Sammode zeigte auf der Light + Building in Kooperation mit den Partnerunternehmen Hoffmeister und Sill seine Industriekompetenz. Mit dabei waren die zwei neuen Röhrenleuchten "Leslie X-Heat" und "Joule HT X-Heat", die entsprechend den Anforderungen der verarbeitenden Industrie Chemikalien und extreme Temperaturen bis zu 110 Grad Celsius standhalten. Dazu sind sie aus der Ferne steuerbar, einfach zu montieren, zu reparieren und zu reinigen. Wissen bündelte auch die XAL Group mit den Marken XAL, Wever & Ducré, wästberg, IQ LUX und setzte den Fokus auf den Entwurfsstatus: Die BesucherInnen konnten die diversen Anwendungsmöglichkeiten der Produkte für Projekte erkunden, teils via Virtual Reality Brillen. Der Stand an sich war dabei nachhaltig gedacht: Teile von früheren Messeauftritten wie die Küche und Möbel wurden auf der Light + Building erneut genutzt, auf stark verarbeitete Materialien und veredelte Oberflächen aufgrund der ressourcenintensiven Herstellung verzichtet. Stattdessen kamen unverarbeitete, rohe Materialien wie Trockenbauplatten und Recycling-Karton zum Einsatz. Brossier Saderne nutzte kurzerhand die Transportboxen aus unbehandeltem Holz zur Präsentation. Sattler, Schneider Electric, die Zumtobel Group, Inotec Sicherheitstechnik und Midgard durften sich über den Designplus Award in der Kategorie "Sustainable Exhibition Stand" freuen, die zum ersten Mal ausgerufen wurde.
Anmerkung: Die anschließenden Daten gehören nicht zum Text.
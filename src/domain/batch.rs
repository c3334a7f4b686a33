//! Multi-ticker batch run.
//!
//! Every ticker is an independent job: fetch bars, derive signals, simulate.
//! Jobs fan out over a rayon pool and their outcomes are collected back in
//! ticker-list order. A failing ticker becomes a `Skipped` outcome and never
//! stops the rest of the batch. A ticker that never bought has no return and
//! is skipped as well, so totals only cover tickers that traded.

use rayon::prelude::*;
use tracing::{info, warn};

use super::backtest::{BacktestConfig, simulate};
use super::error::SignalTesterError;
use super::ledger::SimulationResult;
use super::metrics::Metrics;
use crate::ports::data_port::DataPort;
use crate::ports::signal_port::SignalProvider;

#[derive(Debug, Clone)]
pub struct TickerResult {
    pub ticker: String,
    pub bar_count: usize,
    pub result: SimulationResult,
    pub metrics: Metrics,
}

#[derive(Debug)]
pub enum TickerOutcome {
    Completed(TickerResult),
    Skipped {
        ticker: String,
        error: SignalTesterError,
    },
}

impl TickerOutcome {
    pub fn ticker(&self) -> &str {
        match self {
            TickerOutcome::Completed(r) => &r.ticker,
            TickerOutcome::Skipped { ticker, .. } => ticker,
        }
    }
}

#[derive(Debug)]
pub struct BatchReport {
    pub outcomes: Vec<TickerOutcome>,
    pub initial_cash_per_ticker: f64,
}

impl BatchReport {
    pub fn ticker_count(&self) -> usize {
        self.outcomes.len()
    }

    pub fn completed(&self) -> impl Iterator<Item = &TickerResult> {
        self.outcomes.iter().filter_map(|o| match o {
            TickerOutcome::Completed(r) => Some(r),
            TickerOutcome::Skipped { .. } => None,
        })
    }

    pub fn skipped(&self) -> impl Iterator<Item = (&str, &SignalTesterError)> {
        self.outcomes.iter().filter_map(|o| match o {
            TickerOutcome::Skipped { ticker, error } => Some((ticker.as_str(), error)),
            TickerOutcome::Completed(_) => None,
        })
    }

    /// Sum of final portfolio values over the tickers that completed.
    pub fn total_portfolio_value(&self) -> f64 {
        self.completed().map(|r| r.result.final_value()).sum()
    }

    /// Cash committed across every requested ticker, completed or not.
    pub fn initial_total_investment(&self) -> f64 {
        self.initial_cash_per_ticker * self.ticker_count() as f64
    }

    pub fn total_return_pct(&self) -> f64 {
        let initial = self.initial_total_investment();
        if initial > 0.0 {
            (self.total_portfolio_value() - initial) / initial * 100.0
        } else {
            0.0
        }
    }

    /// Per-ticker returns in input order.
    pub fn ticker_returns(&self) -> Vec<(&str, f64)> {
        self.completed()
            .filter_map(|r| r.metrics.ticker_return_pct.map(|pct| (r.ticker.as_str(), pct)))
            .collect()
    }
}

/// Fetch, derive signals and simulate a single ticker.
pub fn run_ticker(
    data_port: &dyn DataPort,
    provider: &dyn SignalProvider,
    ticker: &str,
    config: &BacktestConfig,
) -> Result<TickerResult, SignalTesterError> {
    let bars = data_port.fetch_ohlcv(ticker, config.start_date, config.end_date)?;
    if bars.is_empty() {
        return Err(SignalTesterError::NoData {
            ticker: ticker.to_string(),
        });
    }

    let signals = provider.signals(&bars);
    let result = simulate(&bars, &signals, config.initial_cash)?;
    if result.ticker_return_pct().is_none() {
        return Err(SignalTesterError::NoTrades {
            ticker: ticker.to_string(),
        });
    }
    let metrics = Metrics::compute(&result);

    info!(
        ticker,
        bars = bars.len(),
        start_index = result.start_index,
        trades = result.ledger.len(),
        final_value = result.final_value(),
        "ticker simulated"
    );

    Ok(TickerResult {
        ticker: ticker.to_string(),
        bar_count: bars.len(),
        result,
        metrics,
    })
}

fn run_isolated(
    data_port: &dyn DataPort,
    provider: &dyn SignalProvider,
    ticker: &str,
    config: &BacktestConfig,
) -> TickerOutcome {
    match run_ticker(data_port, provider, ticker, config) {
        Ok(result) => TickerOutcome::Completed(result),
        Err(error) => {
            warn!(ticker, %error, "skipping ticker");
            TickerOutcome::Skipped {
                ticker: ticker.to_string(),
                error,
            }
        }
    }
}

/// Run every ticker and collect the outcomes in input order.
pub fn run_batch(
    data_port: &dyn DataPort,
    provider: &dyn SignalProvider,
    tickers: &[String],
    config: &BacktestConfig,
) -> BatchReport {
    info!(
        tickers = tickers.len(),
        signals = %provider.describe(),
        parallel = config.parallel,
        "starting batch"
    );

    let outcomes: Vec<TickerOutcome> = if config.parallel {
        tickers
            .par_iter()
            .map(|ticker| run_isolated(data_port, provider, ticker, config))
            .collect()
    } else {
        tickers
            .iter()
            .map(|ticker| run_isolated(data_port, provider, ticker, config))
            .collect()
    };

    BatchReport {
        outcomes,
        initial_cash_per_ticker: config.initial_cash,
    }
}
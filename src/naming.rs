//! Identifier generation for portfolio records.
//!
//! Every portfolio record is stored under `{slug}-{millis}.md`, where the slug
//! comes from its title and `millis` is the creation time in milliseconds
//! since the Unix epoch:
//!
//! - `"Beach 1"` at `1704067200000` → `beach-1-1704067200000.md`
//! - `"L'été à Nice 3"` → `lété-à-nice-3-…`
//! - `"Photo -- 2"` → `photo-2-…`
//!
//! Titles repeat freely across albums, so the timestamp is what keeps
//! identifiers apart. Two records with the same title created within the same
//! millisecond would collide; backends refuse to overwrite in that case.

/// File extension of every record this tool reads or writes.
pub const RECORD_EXTENSION: &str = "md";

/// Turn a title into a URL-safe slug.
///
/// - Lower-cases the title
/// - Drops everything except word characters (letters, digits, `_`),
///   whitespace and `-`
/// - Collapses each run of whitespace and dashes into a single `-`
///
/// Leading or trailing separators are kept as a single dash; titles built as
/// `"{base} {n}"` never have them.
pub fn slugify(title: &str) -> String {
    let mut slug = String::with_capacity(title.len());
    let mut in_separator = false;
    for c in title.to_lowercase().chars() {
        if c.is_whitespace() || c == '-' {
            if !in_separator {
                slug.push('-');
            }
            in_separator = true;
        } else if c.is_alphanumeric() || c == '_' {
            slug.push(c);
            in_separator = false;
        }
    }
    slug
}

/// Storage identifier for a record: `{slug}-{millis}`.
pub fn record_id(title: &str, millis: i64) -> String {
    format!("{}-{}", slugify(title), millis)
}

/// File name for a record identifier.
pub fn record_file_name(id: &str) -> String {
    format!("{id}.{RECORD_EXTENSION}")
}

/// Whether a file name carries the record extension (case-insensitive).
pub fn is_record_file(name: &str) -> bool {
    std::path::Path::new(name)
        .extension()
        .map(|e| e.eq_ignore_ascii_case(RECORD_EXTENSION))
        .unwrap_or(false)
}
Welche Faktoren für einen nachhaltigen Gebäudesektor essenziell sind, vertiefte Stylepark in einem Gespräch auf der Design Plaza mit dem Architekten und Hochschullehrer Prof. Amandus Samsøe Sattler, Partner beim ensømble Studio Architektur sowie Präsident der Deutschen Gesellschaft für Nachhaltiges Bauen. Dazu zählten auch die Top-Themen der Light + Building: Sustainability, Connectivity und Work + Living. Die wohnlich gestaltete Fläche der Design Plaza bot darüber hinaus ausreichend Raum für die Trendpräsentation des Stilbüros bora.herke.palmisano.

Stylepark Talk: Amandus Samsøe Sattler (ensømble Studio Architektur), Anna Moldenhauer (Stylepark)
Designplus Preisverleihung: Franziska von Schumann, Robert Volhard (Stylepark), Iris Jeglitza-Moshage (Messe Frankfurt)

Ein vielfältiges Comeback der Light + Building also, das der Branche Chancen auf neue Synergien und Perspektiven bot. Der Richtungswechsel der Märkte für eine nachhaltige Produktion und Präsentation war bei genauerem Hinschauen sichtbar, auch dank des Designplus Awards. Es bleibt zu wünschen, dass zur nächsten Ausgabe auch die Unternehmen, die noch auf Konzepte der Vergangenheit setzen, den Wandel mittragen – für eine umwelt- und klimaschonende Energiezukunft.

Tipp:
Zum vierzigjährigen Bestehen präsentieren die beiden Designer, Gründer und Geschäftsführer Jean-Marc da Costa und Manfred Wolf im Museum Angewandte Kunst unter dem Titel "IN SERIEN – 40 Jahre serien.lighting. Licht. Form. Material" eine Retrospektive. Bis zum 24. März 2024 ist die Schau zu sehen.